I Avec les premiers développements de la navigation, l'Algérie subira, comme tout le Maghreb, l'influence phénicienne d'abord, puis latine, durant plus de cinq siècles. La domination de la région par les romains n'a pas laissé que des vestiges historiques. Il faut remonter à cette époque pour comprendre que c'est durant cette première étape que l'Algérie entre dans la temporalité culturelle méditerranéenne, qui reste jusqu'à présent, une dimension prégnante de sa culture.
II A partir du milieu du 7ème siècle, avec la pénétration de l'Islam, l'Algérie connaît ses premiers rapports avec l'aire et la civilisation arabo-islamique. Les apports de cette dernière vont bouleverser la vie sociale et culturelle en réalisant une mutation importante avec la généralisation de la religion islamique et la langue arabe. Grâce au niveau de développement scientifique et philosophique de l'époque, une culture florissante rayonnera sur le bassin méditerranéen sous la férule des grandes dynasties, qui domineront tour à tour l'Afrique du Nord et qui ouvriront l'Algérie aux cultures des contrées les plus lointaines.
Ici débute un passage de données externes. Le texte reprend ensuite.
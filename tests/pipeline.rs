//! End-to-end tests of the service facade with offline collaborators
//!
//! Both the geocoder and the weather source fail, so history comes from a
//! local file and every forecast is produced by the local models.

use async_trait::async_trait;
use chrono::{Duration, NaiveDate};
use std::io::Write;
use std::sync::Arc;
use tempfile::NamedTempFile;
use weatherwise::config::WeatherwiseConfig;
use weatherwise::models::FusionSource;
use weatherwise::weather::{DailyRecord, GeocodingCandidate};
use weatherwise::{
    Coordinate, DataSource, Geocoder, Result, RetryPolicy, WeatherService, WeatherSource,
    WeatherwiseError,
};

struct Offline;

#[async_trait]
impl Geocoder for Offline {
    async fn search(&self, _name: &str) -> Result<Vec<GeocodingCandidate>> {
        Err(WeatherwiseError::network("offline"))
    }

    async fn reverse(&self, _coordinate: Coordinate) -> Result<Vec<GeocodingCandidate>> {
        Err(WeatherwiseError::network("offline"))
    }
}

#[async_trait]
impl WeatherSource for Offline {
    async fn recent_daily(&self, _c: Coordinate, _past_days: u32) -> Result<Vec<DailyRecord>> {
        Err(WeatherwiseError::network("offline"))
    }

    async fn archive_daily(
        &self,
        _c: Coordinate,
        _start: NaiveDate,
        _end: NaiveDate,
    ) -> Result<Vec<DailyRecord>> {
        Err(WeatherwiseError::network("offline"))
    }

    async fn forecast_daily(&self, _c: Coordinate, _days: u32) -> Result<Vec<DailyRecord>> {
        Err(WeatherwiseError::network("offline"))
    }
}

fn start() -> NaiveDate {
    NaiveDate::from_ymd_opt(2024, 1, 1).unwrap()
}

/// 90 days warming from -5 to 30 with only date and temperature columns
fn temperature_file() -> NamedTempFile {
    let mut file = NamedTempFile::new().unwrap();
    writeln!(file, "date,temp").unwrap();
    for i in 0..90 {
        let temp = -5.0 + 35.0 * f64::from(i) / 89.0;
        let date = start() + Duration::days(i64::from(i));
        writeln!(file, "{},{temp:.2}", date.format("%Y-%m-%d")).unwrap();
    }
    file
}

fn service(file: &NamedTempFile) -> WeatherService {
    let mut config = WeatherwiseConfig::default();
    config.data.csv_path = Some(file.path().to_path_buf());
    config.retry = RetryPolicy::none();
    config.model.sequence_model = false;
    let offline = Arc::new(Offline);
    WeatherService::with_clients(&config, offline.clone(), offline)
}

#[tokio::test]
async fn test_file_history_fills_missing_columns() {
    let file = temperature_file();
    let service = service(&file);

    assert_eq!(service.data_source("北京").await, None);
    let response = service.history("北京", 30).await.unwrap();

    assert_eq!(response.data_source, DataSource::File);
    assert_eq!(response.history.len(), 30);
    assert_eq!(response.history.last().unwrap().date, start() + Duration::days(89));
    for row in &response.history {
        assert_eq!(row.precipitation_mm, 0.0);
        assert_eq!(row.humidity, 60.0);
        assert_eq!(row.wind_speed_ms, 3.0);
    }
    assert!(response.history.windows(2).all(|w| w[0].date < w[1].date));
    assert_eq!(service.data_source("北京").await, Some(DataSource::File));
}

#[tokio::test]
async fn test_history_window_is_validated() {
    let file = temperature_file();
    let service = service(&file);
    assert!(matches!(
        service.history("北京", 5).await,
        Err(WeatherwiseError::Validation { .. })
    ));
    assert!(service.history("北京", 91).await.is_err());
}

#[tokio::test]
async fn test_local_only_week_forecast() {
    let file = temperature_file();
    let service = service(&file);

    let response = service.forecast("北京", 7).await.unwrap();
    assert_eq!(response.days, 7);
    assert_eq!(response.forecast.len(), 7);
    assert_eq!(response.data_source, DataSource::File);

    let last = start() + Duration::days(89);
    for (i, day) in response.forecast.iter().enumerate() {
        assert_eq!(day.date, last + Duration::days(i as i64 + 1));
        assert_eq!(day.provenance.data_source, FusionSource::LocalOnly);
        // no tmin/tmax in the file, so the default spread applies
        assert!((day.tmax - day.temperature_c - 4.5).abs() < 1e-9);
        assert!((day.temperature_c - day.tmin - 4.5).abs() < 1e-9);
        assert!(day.precipitation_mm >= 0.0);
    }
}

#[tokio::test]
async fn test_forecast_days_are_validated() {
    let file = temperature_file();
    let service = service(&file);
    assert!(service.forecast("北京", 0).await.is_err());
    assert!(service.forecast("北京", 15).await.is_err());
    assert!(service.recommend("北京", 8).await.is_err());
}

#[tokio::test]
async fn test_alerts_cover_every_day() {
    let file = temperature_file();
    let service = service(&file);

    let response = service.alerts("北京", 10).await.unwrap();
    assert_eq!(response.alerts.len(), 10);
    for alert in &response.alerts {
        assert!(!alert.is_high() || !alert.reasons.is_empty());
        assert!(alert.baseline_temp.is_finite());
    }

    let summary = service.alerts_summary("北京", 10).await.unwrap();
    assert_eq!(summary.data_source, DataSource::File);
    assert!(summary.extremes.len() <= 10);
}

#[tokio::test]
async fn test_recommend_first_day() {
    let file = temperature_file();
    let service = service(&file);

    let response = service.recommend("北京", 3).await.unwrap();
    assert_eq!(response.for_date, start() + Duration::days(90));
    assert!(response.recommendations.len() >= 3);
}

#[tokio::test]
async fn test_refresh_and_locate() {
    let file = temperature_file();
    let service = service(&file);

    let refreshed = service.refresh("上海").await;
    assert!(refreshed.refreshed);
    assert_eq!(refreshed.data_source, DataSource::File);

    let located = service.locate("上海").await;
    assert_eq!(located.coordinate, Coordinate::new(31.2304, 121.4737));
    assert_eq!(located.nearest_city, "上海");
}

#[tokio::test]
async fn test_unreadable_file_falls_back_to_synthetic() {
    let mut config = WeatherwiseConfig::default();
    config.data.csv_path = None;
    config.data.synthetic_seed = Some(3);
    config.retry = RetryPolicy::none();
    config.model.sequence_model = false;
    let offline = Arc::new(Offline);
    let service = WeatherService::with_clients(&config, offline.clone(), offline);

    let response = service.history("北京", 90).await.unwrap();
    assert_eq!(response.data_source, DataSource::Synthetic);
    assert_eq!(response.history.len(), 90);
}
III Mais dès le 13ème siècle, avec le déclin de cette civilisation, l'Algérie connaîtra un premier affaissement important de la culture et des arts avec un retour prononcé aux pratiques liées à l'oralité. De nouvelles formes d'expression vont s'organiser autour de la vie sociale en recourant aux idiomes locaux et en vantant les valeurs traditionnelles et tribales. Un premier repli identitaire sur soi, fortement empreint de la nostalgie du passé. Des valeurs que la domination turque confortera largement du fait de son appartenance à l'islam et de sa présence lointaine et détachée qui n'a produit aucun impact notable sur la vie culturelle et sociale en Algérie. C'est d'ailleurs la domination étrangère qui n'a laissé pratiquement pas de traces, ni d'influences apparentes sur la culture algérienne, en dehors de quelques survivances architecturales localisées dans les médina et notamment à la Casbah d'Alger.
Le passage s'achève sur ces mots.